• Tag Archives Nixon
  • Michele, My Belle

    Lughnasa                                                         Waxing Honey Extraction Moon

    My representative.  Michele, my belle, Bachmann.  Even the very low tide of American political consciousness that washes up on our civic beach heads these days has the collective will to turn back Michele.  My instincts have been wrong before, but I cannot imagine an American election where a person with the ideological baggage Michele has wins.  I think the election in recent memory that seems similar is McGovern-Nixon in 1972.  That time, I was a member of the analog to the Tea Party, the anti-war movement, New Left wing of the Democratic Party.

    Nixon was not a popular president, but he was lucky.  He ended the Vietnam War and opened a way to China.  The economy was ok, too.  McGovern’s nomination felt like a real victory for the American left.  Finally, a banner carrier in the race.

    Oops.  Forgot.  The American electorate votes centrist politics, perhaps center-right a bit.  Think Bill Clinton or Gerald Ford, even George Bush in his first race.  Michele’s power right now comes from her energized base, a cohesive and well-funded movement on the far right of even her own party, the Republican.  To win a national election she has to widen her base beyond the Tea-Party and Libertarian right and I don’t see that happening.

    Here’s a cynical thought I’ve had lately, though.  You know the gaffes that keep on coming?  Lexington and Concord in New Hampshire.  Congratulating Elvis on his birthday which turned out to be the date he died.  And most recently her admonishment to watch out for the rise of the Soviet Union.

    What if these are a carefully orchestrated attempt to separate her from the “elites”, that is, most of you who read this blog, the college-educated upper middle class and upper class folks who run most of the countries businesses and institutions.  And the reporters, artists, intellectuals and political operatives of the left like union organizers and community organizers.

    Here’s how I imagine it goes.  Michelle makes a gaffe.  The elite delights in running articles proving how stupid and unaware she is.  Just like the Bushisms and now Perryisms.  The result is that those Americans who wouldn’t know how to answer the questions either–general knowledge is at an all time low in America–have  a moment of fellow feeling with one of their own, a victim of the elite’s petty insistence on knowing everything.  This fellow feeling gives her a wide margin of error with those folks,  in fact a presumptive imprimatur.

    We need to debate her on the substance of her proposals and their impact on middle and working class families, not sit on our degrees and howl with laughter at the rube, my representative, Michele, my belle.


  • Inaugration Day. Bright, Sunny. Cold

    Winter

    Waning Wolf Moon

    The day has begun well.  Sunshine comes from a sky with cirrus clouds, a nice break after the cloudy weather.

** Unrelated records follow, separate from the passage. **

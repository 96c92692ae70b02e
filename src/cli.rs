//! Command-line interface for codescope.

use clap::{Parser, Subcommand};
use rayon::prelude::*;
use std::io::Read;
use std::path::{Path, PathBuf};
use tracing::{info, warn};
use walkdir::WalkDir;

use crate::config::{self, Config};
use crate::detect::{Analyzer, LANGUAGE_PATTERNS};
use crate::report::{self, ReportEntry};

/// Exit codes.
pub const EXIT_SUCCESS: i32 = 0;
pub const EXIT_FAILED: i32 = 1;
pub const EXIT_ERROR: i32 = 2;

/// Source name used for standard input.
pub const STDIN_SOURCE: &str = "-";

/// Directories never descended into during scans.
const SKIPPED_DIRS: &[&str] = &["vendor", "node_modules", "target", "dist", "build"];

/// Heuristic code metrics without parsing.
///
/// Codescope guesses the language of a snippet, estimates its time and
/// space complexity, scores cyclomatic and cognitive complexity, derives a
/// maintainability index, measures duplicated lines and flags common
/// security and performance smells.
#[derive(Parser)]
#[command(name = "codescope")]
#[command(author, version, about, long_about = None)]
pub struct Cli {
    /// Show debug logging
    #[arg(short, long, global = true)]
    pub verbose: bool,

    /// Only log errors
    #[arg(short, long, global = true, conflicts_with = "verbose")]
    pub quiet: bool,

    #[command(subcommand)]
    pub command: Commands,
}

#[derive(Subcommand)]
pub enum Commands {
    /// Analyze a file, a directory, or stdin ("-")
    Analyze(AnalyzeArgs),
    /// Write a default configuration file
    Init(InitArgs),
    /// List detectable languages
    Languages,
}

/// Arguments for the analyze command.
#[derive(Parser)]
pub struct AnalyzeArgs {
    /// Path to analyze (file, directory, or "-" for stdin)
    pub path: PathBuf,

    /// Path to config YAML file (default: auto-discover)
    #[arg(short, long)]
    pub config: Option<PathBuf>,

    /// Output format: pretty or json
    #[arg(short, long, default_value = "pretty")]
    pub format: String,

    /// Exit non-zero when any security issue is found
    #[arg(long)]
    pub fail_on_issues: bool,
}

/// Arguments for the init command.
#[derive(Parser)]
pub struct InitArgs {
    /// Output file path
    #[arg(short, long, default_value = "codescope.yaml")]
    pub output: PathBuf,
}

/// Default configuration written by `init`.
pub const DEFAULT_CONFIG_TEMPLATE: &str = include_str!("templates/default.yaml");

/// Load the config given on the command line, or discover one, or use defaults.
fn load_config(explicit: Option<&Path>) -> anyhow::Result<Config> {
    let path = match explicit {
        Some(p) => Some(p.to_path_buf()),
        None => Config::discover(Path::new(".")),
    };

    let config = match path {
        Some(p) => {
            info!(path = %p.display(), "loading config");
            Config::parse_file(&p)
                .map_err(|e| anyhow::anyhow!("parsing config {}: {}", p.display(), e))?
        }
        None => Config::default(),
    };

    config::validate(&config).map_err(|e| anyhow::anyhow!("invalid config: {}", e))?;
    Ok(config)
}

/// Collect files to analyze under a directory.
pub fn collect_files(root: &Path, config: &Config) -> anyhow::Result<Vec<PathBuf>> {
    let mut files = Vec::new();

    for entry in WalkDir::new(root)
        .follow_links(true)
        .into_iter()
        .filter_entry(|e| {
            if e.depth() == 0 || !e.file_type().is_dir() {
                return true;
            }
            let name = e.file_name().to_string_lossy();
            // Skip hidden and dependency/build directories
            !(name.starts_with('.') || SKIPPED_DIRS.iter().any(|d| name == *d))
        })
    {
        let entry = entry?;
        if !entry.file_type().is_file() {
            continue;
        }

        let path = entry.path();
        let rel = path.strip_prefix(root).unwrap_or(path);
        if config.is_path_excluded(rel) {
            continue;
        }

        let ext = path.extension().and_then(|e| e.to_str()).unwrap_or("");
        if config.is_supported_extension(ext) {
            files.push(path.to_path_buf());
        }
    }

    files.sort();
    Ok(files)
}

/// Read one file, enforcing the extension allowlist and size limit.
pub fn read_source(path: &Path, config: &Config) -> anyhow::Result<String> {
    let ext = path.extension().and_then(|e| e.to_str()).unwrap_or("");
    if !config.is_supported_extension(ext) {
        anyhow::bail!("unsupported file type: {}", path.display());
    }

    let size = std::fs::metadata(path)?.len();
    let limit = config.max_input_bytes();
    if size > limit as u64 {
        anyhow::bail!(
            "file too large: {} is {} bytes, limit is {} bytes",
            path.display(),
            size,
            limit
        );
    }

    Ok(std::fs::read_to_string(path)?)
}

/// Analyze every file, in parallel, returning entries sorted by path.
///
/// Files that cannot be read or analyzed are logged and skipped.
pub fn analyze_files(files: &[PathBuf], config: &Config) -> Vec<ReportEntry> {
    let analyzer = Analyzer::from_config(config);

    let mut entries: Vec<ReportEntry> = files
        .par_iter()
        .filter_map(|path| {
            let outcome = read_source(path, config)
                .and_then(|text| analyzer.try_analyze(&text).map_err(anyhow::Error::from));
            match outcome {
                Ok(result) => Some(ReportEntry {
                    source: path.to_string_lossy().to_string(),
                    result,
                }),
                Err(e) => {
                    warn!(path = %path.display(), error = %e, "skipping file");
                    None
                }
            }
        })
        .collect();

    entries.sort_by(|a, b| a.source.cmp(&b.source));
    entries
}

/// Run the analyze command.
pub fn run_analyze(args: &AnalyzeArgs) -> anyhow::Result<i32> {
    // Validate format
    if args.format != "pretty" && args.format != "json" {
        eprintln!(
            "Error: invalid format {:?}, must be 'pretty' or 'json'",
            args.format
        );
        return Ok(EXIT_ERROR);
    }

    let config = match load_config(args.config.as_deref()) {
        Ok(c) => c,
        Err(e) => {
            eprintln!("Error: {}", e);
            return Ok(EXIT_ERROR);
        }
    };
    let analyzer = Analyzer::from_config(&config);

    let entries = if args.path.as_os_str() == STDIN_SOURCE {
        let mut text = String::new();
        std::io::stdin().read_to_string(&mut text)?;
        match analyzer.try_analyze(&text) {
            Ok(result) => vec![ReportEntry {
                source: STDIN_SOURCE.to_string(),
                result,
            }],
            Err(e) => {
                eprintln!("Error: {}", e);
                return Ok(EXIT_ERROR);
            }
        }
    } else {
        let metadata = match std::fs::metadata(&args.path) {
            Ok(m) => m,
            Err(e) => {
                eprintln!("Error: cannot access path {:?}: {}", args.path, e);
                return Ok(EXIT_ERROR);
            }
        };

        if metadata.is_dir() {
            let files = collect_files(&args.path, &config)?;
            if files.is_empty() {
                eprintln!("Warning: no files to analyze");
                return Ok(EXIT_SUCCESS);
            }
            info!(count = files.len(), "analyzing files");
            analyze_files(&files, &config)
        } else {
            let outcome = read_source(&args.path, &config)
                .and_then(|text| analyzer.try_analyze(&text).map_err(anyhow::Error::from));
            match outcome {
                Ok(result) => vec![ReportEntry {
                    source: args.path.to_string_lossy().to_string(),
                    result,
                }],
                Err(e) => {
                    eprintln!("Error: {}", e);
                    return Ok(EXIT_ERROR);
                }
            }
        }
    };

    match args.format.as_str() {
        "json" => report::write_json(&entries)?,
        _ => report::write_pretty(&entries),
    }

    let has_security_issues = entries.iter().any(|e| e.result.has_security_issues());
    if args.fail_on_issues && has_security_issues {
        Ok(EXIT_FAILED)
    } else {
        Ok(EXIT_SUCCESS)
    }
}

/// Run the init command.
pub fn run_init(args: &InitArgs) -> anyhow::Result<i32> {
    // Check if output already exists
    if args.output.exists() {
        eprintln!("Error: file already exists: {}", args.output.display());
        eprintln!("Remove it or use --output to specify a different path");
        return Ok(EXIT_ERROR);
    }

    // Create output directory if needed
    if let Some(parent) = args.output.parent() {
        if !parent.as_os_str().is_empty() && parent != Path::new(".") {
            if let Err(e) = std::fs::create_dir_all(parent) {
                eprintln!("Error: failed to create directory: {}", e);
                return Ok(EXIT_ERROR);
            }
        }
    }

    if let Err(e) = std::fs::write(&args.output, DEFAULT_CONFIG_TEMPLATE) {
        eprintln!("Error: failed to write config: {}", e);
        return Ok(EXIT_ERROR);
    }

    println!("Created {}", args.output.display());
    println!();
    println!("Next steps:");
    println!("  1. Edit {} to adjust thresholds", args.output.display());
    println!(
        "  2. Run: codescope analyze . --config {}",
        args.output.display()
    );

    Ok(EXIT_SUCCESS)
}

/// List detectable languages.
pub fn run_languages() -> anyhow::Result<i32> {
    println!("Detectable languages:");
    println!();

    for lp in LANGUAGE_PATTERNS {
        let max_score: u32 = lp.rules.iter().map(|r| r.weight).sum();
        println!(
            "  {:<12} {:>2} patterns  (max score {})",
            lp.language.as_str(),
            lp.rules.len(),
            max_score
        );
    }

    Ok(EXIT_SUCCESS)
}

    Today Obama becomes the 44th president of the United States.  After our discussion last night at the Woollies, I realize I do run on a different political path than most.  The politics I care most about happen because citizens, folks like you and me, make them happen: neighborhood economic development, movement toward single payer health plans and initiatives that promote a sustainable human presence on mother earth.

    The players in Washington create the atomsphere in which local politics occur.  That is, a president like George Bush can make federal level policy and bureaucratic administration so obstructive that local politics become shoring up of dikes, attempts to stave off catastrophe in poor communities or in rivers and streams, woodlands and lakes.  In the best case a president like Obama can make local politics the art of adapting federal level initiatives to particular places, particular situations while continuing the local political level work that has no federal equivalent.

    Whether Obama can turn the great ship US Bureaucracy and Law very far from its collision course with the natural world remains to be seen.  Presidents don’t matter much to me unless, as in George W. Bush’s case and Ronald Reagan’s, they ignore science, shove aside the poor and pretend the rest of the world doesn’t matter.   Yes, they entangle us in wars and produce fiscal policy that either mainline’s greed or provides reasonable checks and balances, and, yes, these matters are of crucial importance to certain people in certain situations; but my day to day reality, the politics of economic justice and the politics of sound ecology, must go forward no matter what the national government does.

    So, I hope Obama will prove helpful in some way, but I’m not counting on it.  We still have to push the Clean Car initiatives and Mining without Harm.  Programs to help folks get back to work have to get money from somewhere.  Affordable housing has to get built.

    In my youth I believed, along with many of my contemporaries, that a mass movement could push the federal government into stopping a war, creating a just economic society and dismantling racial barriers.  Now I understand that it is much more important to keep on working at the local level, doing those things that are necessary to  move what can be moved.  Why?  Because anticipating the federal government will, with a single whoosh, solve a problem is like imagining Daddy can come and solve everyone of your problems.  Can Dad help?  Sure.  But only if you’re ready and able to receive help.  That’s the local politics.  And it goes on whether Richard Nixon or Bill Clinton is in office, Ronald Reagan or Jimmy Carter, and, yes, George W. Bush or Barack Obama.